[Opening Raw data section]
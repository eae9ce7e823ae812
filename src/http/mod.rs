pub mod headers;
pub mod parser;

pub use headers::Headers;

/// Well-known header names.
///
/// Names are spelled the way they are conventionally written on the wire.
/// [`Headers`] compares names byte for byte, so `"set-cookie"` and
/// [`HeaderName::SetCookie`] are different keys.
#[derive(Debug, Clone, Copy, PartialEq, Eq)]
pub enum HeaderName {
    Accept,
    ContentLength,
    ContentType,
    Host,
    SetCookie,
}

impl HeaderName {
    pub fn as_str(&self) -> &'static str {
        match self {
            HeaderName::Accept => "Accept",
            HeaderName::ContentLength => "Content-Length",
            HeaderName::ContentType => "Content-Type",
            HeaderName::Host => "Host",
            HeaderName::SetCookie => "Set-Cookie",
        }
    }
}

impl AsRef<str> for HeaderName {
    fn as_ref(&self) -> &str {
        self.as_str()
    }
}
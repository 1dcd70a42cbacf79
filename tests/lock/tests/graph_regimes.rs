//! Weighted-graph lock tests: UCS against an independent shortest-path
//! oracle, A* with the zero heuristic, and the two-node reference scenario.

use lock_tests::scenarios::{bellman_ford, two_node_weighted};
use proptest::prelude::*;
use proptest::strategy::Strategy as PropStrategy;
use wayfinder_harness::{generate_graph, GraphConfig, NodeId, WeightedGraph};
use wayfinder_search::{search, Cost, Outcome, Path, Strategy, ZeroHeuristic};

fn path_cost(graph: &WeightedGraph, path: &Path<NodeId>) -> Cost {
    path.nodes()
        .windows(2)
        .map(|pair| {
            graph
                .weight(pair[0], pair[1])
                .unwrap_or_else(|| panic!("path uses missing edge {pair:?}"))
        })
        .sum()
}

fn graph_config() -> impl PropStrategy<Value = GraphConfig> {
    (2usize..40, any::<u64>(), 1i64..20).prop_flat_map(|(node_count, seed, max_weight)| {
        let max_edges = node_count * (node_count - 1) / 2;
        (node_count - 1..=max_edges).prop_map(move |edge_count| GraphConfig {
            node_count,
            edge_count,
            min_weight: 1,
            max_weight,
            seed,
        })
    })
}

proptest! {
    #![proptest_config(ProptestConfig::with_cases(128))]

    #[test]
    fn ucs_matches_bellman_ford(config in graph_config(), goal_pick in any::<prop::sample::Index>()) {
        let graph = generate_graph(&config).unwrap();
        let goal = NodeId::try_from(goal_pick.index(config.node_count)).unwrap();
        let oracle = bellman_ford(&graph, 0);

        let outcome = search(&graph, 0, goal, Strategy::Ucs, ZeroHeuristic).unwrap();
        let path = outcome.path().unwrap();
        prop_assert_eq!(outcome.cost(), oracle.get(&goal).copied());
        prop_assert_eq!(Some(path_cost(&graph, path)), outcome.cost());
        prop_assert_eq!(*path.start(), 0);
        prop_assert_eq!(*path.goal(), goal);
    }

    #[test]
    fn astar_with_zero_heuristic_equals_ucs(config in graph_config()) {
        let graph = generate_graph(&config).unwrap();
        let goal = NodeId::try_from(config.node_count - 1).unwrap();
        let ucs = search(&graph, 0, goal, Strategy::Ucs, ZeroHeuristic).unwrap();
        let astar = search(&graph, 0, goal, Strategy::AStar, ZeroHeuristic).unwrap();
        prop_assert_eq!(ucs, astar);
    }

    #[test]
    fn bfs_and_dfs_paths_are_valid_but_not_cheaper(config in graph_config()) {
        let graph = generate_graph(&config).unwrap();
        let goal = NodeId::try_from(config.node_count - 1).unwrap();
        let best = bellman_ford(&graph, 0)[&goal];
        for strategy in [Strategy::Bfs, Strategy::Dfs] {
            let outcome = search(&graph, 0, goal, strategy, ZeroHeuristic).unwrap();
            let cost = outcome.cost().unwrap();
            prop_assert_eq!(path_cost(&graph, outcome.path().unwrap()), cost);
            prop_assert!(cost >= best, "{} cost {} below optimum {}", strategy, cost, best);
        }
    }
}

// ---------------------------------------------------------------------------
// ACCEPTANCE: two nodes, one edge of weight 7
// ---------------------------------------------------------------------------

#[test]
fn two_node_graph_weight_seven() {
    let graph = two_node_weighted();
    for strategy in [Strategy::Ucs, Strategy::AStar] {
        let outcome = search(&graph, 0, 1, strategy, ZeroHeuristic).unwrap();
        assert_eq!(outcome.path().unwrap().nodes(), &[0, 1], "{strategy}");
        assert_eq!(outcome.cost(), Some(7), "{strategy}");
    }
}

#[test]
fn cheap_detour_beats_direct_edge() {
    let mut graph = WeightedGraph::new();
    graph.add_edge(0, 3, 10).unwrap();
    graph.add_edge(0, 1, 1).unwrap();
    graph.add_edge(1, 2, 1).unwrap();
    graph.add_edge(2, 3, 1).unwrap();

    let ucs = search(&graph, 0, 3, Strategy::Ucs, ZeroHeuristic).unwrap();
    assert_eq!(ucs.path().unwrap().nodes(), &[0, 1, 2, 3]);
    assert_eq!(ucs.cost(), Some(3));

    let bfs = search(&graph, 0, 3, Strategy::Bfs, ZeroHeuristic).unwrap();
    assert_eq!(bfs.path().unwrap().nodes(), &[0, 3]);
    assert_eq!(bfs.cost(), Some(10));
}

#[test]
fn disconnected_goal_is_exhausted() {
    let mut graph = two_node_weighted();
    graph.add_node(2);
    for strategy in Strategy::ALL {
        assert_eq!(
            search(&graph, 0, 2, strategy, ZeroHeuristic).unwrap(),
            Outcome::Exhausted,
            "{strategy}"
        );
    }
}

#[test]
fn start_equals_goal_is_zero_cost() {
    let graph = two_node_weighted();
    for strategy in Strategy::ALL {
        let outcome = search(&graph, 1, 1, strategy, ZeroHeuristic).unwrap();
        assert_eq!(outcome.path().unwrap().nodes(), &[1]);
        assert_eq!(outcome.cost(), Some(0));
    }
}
[Closing Raw data section]
[Opening Raw data section]
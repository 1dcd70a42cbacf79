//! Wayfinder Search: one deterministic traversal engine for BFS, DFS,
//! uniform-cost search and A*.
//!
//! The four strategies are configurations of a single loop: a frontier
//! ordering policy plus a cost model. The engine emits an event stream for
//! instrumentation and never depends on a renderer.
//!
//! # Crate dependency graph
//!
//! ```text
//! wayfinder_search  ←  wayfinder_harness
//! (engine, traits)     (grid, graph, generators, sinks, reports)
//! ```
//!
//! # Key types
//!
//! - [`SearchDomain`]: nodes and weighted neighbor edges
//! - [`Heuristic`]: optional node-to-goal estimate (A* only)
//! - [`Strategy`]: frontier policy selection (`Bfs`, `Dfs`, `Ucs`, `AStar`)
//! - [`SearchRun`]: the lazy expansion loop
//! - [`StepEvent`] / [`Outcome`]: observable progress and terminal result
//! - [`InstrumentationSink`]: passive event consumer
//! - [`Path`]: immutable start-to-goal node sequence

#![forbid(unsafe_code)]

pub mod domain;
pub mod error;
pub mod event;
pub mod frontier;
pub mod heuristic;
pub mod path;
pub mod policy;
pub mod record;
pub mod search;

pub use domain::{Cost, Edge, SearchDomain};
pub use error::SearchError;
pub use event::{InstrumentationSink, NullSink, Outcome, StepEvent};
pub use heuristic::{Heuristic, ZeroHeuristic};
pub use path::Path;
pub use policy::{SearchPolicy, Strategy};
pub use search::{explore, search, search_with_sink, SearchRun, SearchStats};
[Closing Raw data section]
■ Work instruction:
Check each line of the material for the word "best". Copy the ones that have it.

■ Reply:
        let best = bellman_ford(&graph, 0)[&goal];
            prop_assert!(cost >= best, "{} cost {} below optimum {}", strategy, cost, best);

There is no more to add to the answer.